Llega otra noche. Tras múltiples recomendaciones, y de la mano de mi amigo Juan Carlos Torrent, llega “The Morning Show”. La joyita de Apple TV que protagonizan Jennifer Aniston, Reese Witherspoon y Steve Carell me seduce desde el primer capítulo. No solo cuenta el escándalo que se desata tras una denuncia de acoso sexual, también analiza la red de complicidades que lo hicieron posible. Arranco bien porque me gusta todo: guión, actuación, música, fotografía. Pero en un capítulo alguien de la producción del show menciona al pasar que tienen una nota preparada sobre “gripe aviar” y quedo tildada. Intento seguir la historia y apartar ese pensamiento pero solo puedo pensar en un murciélago hecho sopa que bate sus alas en algún lugar de China y hace que hoy en Santa Fe el gobierno pida uso masivo de barbijos. Necesito que Alex y Bradley hagan un informe especial sobre lo que está pasando. En realidad, quiero que Bradley haga todas las preguntas que nadie se anima a hacer y consiga (por favor) las respuestas. 

Suspendo las series por algunas noches, no parecen estar ayudando. Pero una tarde, entre chocolatadas y galletitas, me obligan a ver “Nail it!”. Es un gracioso reality donde gente que no sabe cocinar encara complejas recetas que harían transpirar a los chefs más expertos del mundo. El resultado solo puede ser un divertido desastre.
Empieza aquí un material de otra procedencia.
//! Runtime configuration, read from the process environment after `.env`
//! has been loaded.

use crate::input::MAX_MESSAGE_CHARS;
use crate::prompts::{AI_NAME, OWNER_NAME, WELCOME_MESSAGE};
use std::time::Duration;

pub const DEFAULT_STORAGE_KEY: &str = "chat-messages";
pub const DEFAULT_RESET_DELAY_MS: u64 = 100;
pub const DEFAULT_OLLAMA_HOST: &str = "http://127.0.0.1:11434";
pub const DEFAULT_OLLAMA_MODEL: &str = "llama3.1:latest";

/// Which completion backend the controller talks to.
#[derive(Clone, Debug, PartialEq, Eq)]
pub enum BackendConfig {
    /// Server speaking the UI message stream protocol over SSE.
    UiStream {
        endpoint: String,
        api_key: Option<String>,
    },
    /// Local Ollama chat API.
    Ollama { host: String, model: String },
    None,
}

#[derive(Clone, Debug, PartialEq)]
pub struct ChatConfig {
    pub storage_key: String,
    /// Pause between clearing the chat and re-inserting the greeting.
    pub reset_delay: Duration,
    pub max_message_chars: usize,
    pub ai_name: String,
    pub owner_name: String,
    pub welcome_message: String,
    pub backend: BackendConfig,
}

impl Default for ChatConfig {
    fn default() -> Self {
        Self {
            storage_key: DEFAULT_STORAGE_KEY.to_string(),
            reset_delay: Duration::from_millis(DEFAULT_RESET_DELAY_MS),
            max_message_chars: MAX_MESSAGE_CHARS,
            ai_name: AI_NAME.to_string(),
            owner_name: OWNER_NAME.to_string(),
            welcome_message: WELCOME_MESSAGE.to_string(),
            backend: BackendConfig::None,
        }
    }
}

impl ChatConfig {
    pub fn from_env() -> Self {
        Self::from_lookup(|key| std::env::var(key).ok())
    }

    /// Build from an arbitrary key lookup. Missing or unparsable values fall
    /// back to the defaults.
    pub fn from_lookup<F>(lookup: F) -> Self
    where
        F: Fn(&str) -> Option<String>,
    {
        let defaults = Self::default();
        let non_empty = |key: &str| lookup(key).filter(|value| !value.trim().is_empty());

        // Priority: explicit endpoint, then opt-in local Ollama.
        let backend = if let Some(endpoint) = non_empty("CHAT_ENDPOINT") {
            BackendConfig::UiStream {
                endpoint,
                api_key: non_empty("CHAT_API_KEY"),
            }
        } else if is_truthy(lookup("LLM_USE_OLLAMA").as_deref()) {
            BackendConfig::Ollama {
                host: non_empty("OLLAMA_HOST").unwrap_or_else(|| DEFAULT_OLLAMA_HOST.to_string()),
                model: non_empty("LLM_MODEL").unwrap_or_else(|| DEFAULT_OLLAMA_MODEL.to_string()),
            }
        } else {
            BackendConfig::None
        };

        Self {
            storage_key: non_empty("CHAT_STORAGE_KEY").unwrap_or(defaults.storage_key),
            reset_delay: Duration::from_millis(parse_or(
                lookup("CHAT_RESET_DELAY_MS"),
                DEFAULT_RESET_DELAY_MS,
            )),
            max_message_chars: parse_or(lookup("CHAT_MAX_MESSAGE_CHARS"), MAX_MESSAGE_CHARS),
            ai_name: non_empty("CHAT_AI_NAME").unwrap_or(defaults.ai_name),
            owner_name: non_empty("CHAT_OWNER_NAME").unwrap_or(defaults.owner_name),
            welcome_message: non_empty("CHAT_WELCOME_MESSAGE").unwrap_or(defaults.welcome_message),
            backend,
        }
    }
}

/// Load `.env` from the working directory if there is one. Values already
/// present in the environment win.
pub fn load_dotenv() {
    match dotenvy::dotenv() {
        Ok(path) => tracing::debug!(path = %path.display(), "loaded .env"),
        Err(err) if err.not_found() => {}
        Err(err) => tracing::warn!(error = %err, "failed to read .env"),
    }
}

fn parse_or<T>(raw: Option<String>, default: T) -> T
where
    T: std::str::FromStr,
{
    raw.and_then(|value| value.trim().parse::<T>().ok())
        .unwrap_or(default)
}

fn is_truthy(raw: Option<&str>) -> bool {
    matches!(
        raw.unwrap_or("false").trim().to_ascii_lowercase().as_str(),
        "1" | "true" | "yes" | "on"
    )
}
Pero cuando los concursantes corren desesperados a buscar ingredientes me siento dentro del video viral australiano donde unas personas peleaban por rollos de papel higiénico, cuando la pandemia recién arrancaba. Y escalofrío me recorre por la espalda. Poco después, me descubro comparando algunos resultados del concurso culinario con los experimentos que hago esos mediodías en los que, para evitar salir a comprar lo que me falta, invento recetas con lo que encuentro en la alacena y la heladera. Respiro hondo. Creo que estoy arruinando los realities también. 

Mi último intento llega cuando una amiga me avisa que desembarcó en Netflix la sexta temporada de una de mis series preferidas, “Brooklyn 99”. Nada más seguro que un cuartel de policía en Nueva York donde todos conocen tu nombre. Es nuestro cable a tierra. Cada noche vemos un par de capítulos y antes de dormir chateamos sobre las ridículas aventuras del equipo que lidera el capitán Holt. Pero me doy cuenta de que no puedo compartir con ella todo lo que pienso. No le puedo decir que cada vez que los personajes se abrazan o chocan los cinco me da impresión. Que me extraña la escena donde se ven nenes jugando en un parque. Que cuando un personaje tose deseo que solo sea un resfrío. Que me pierdo la mitad de un diálogo clave en una escena de hospital pensando que nadie cumple la distancia necesaria y que todos deberían llevar barbijos. No puedo confesarle que, a veces, al mirar al detective Jake Peralta a los ojos siento que él también me está mirando fijamente a mí y que ambos, en simultáneo, nos preguntamos de qué lado de la pantalla está la ficción.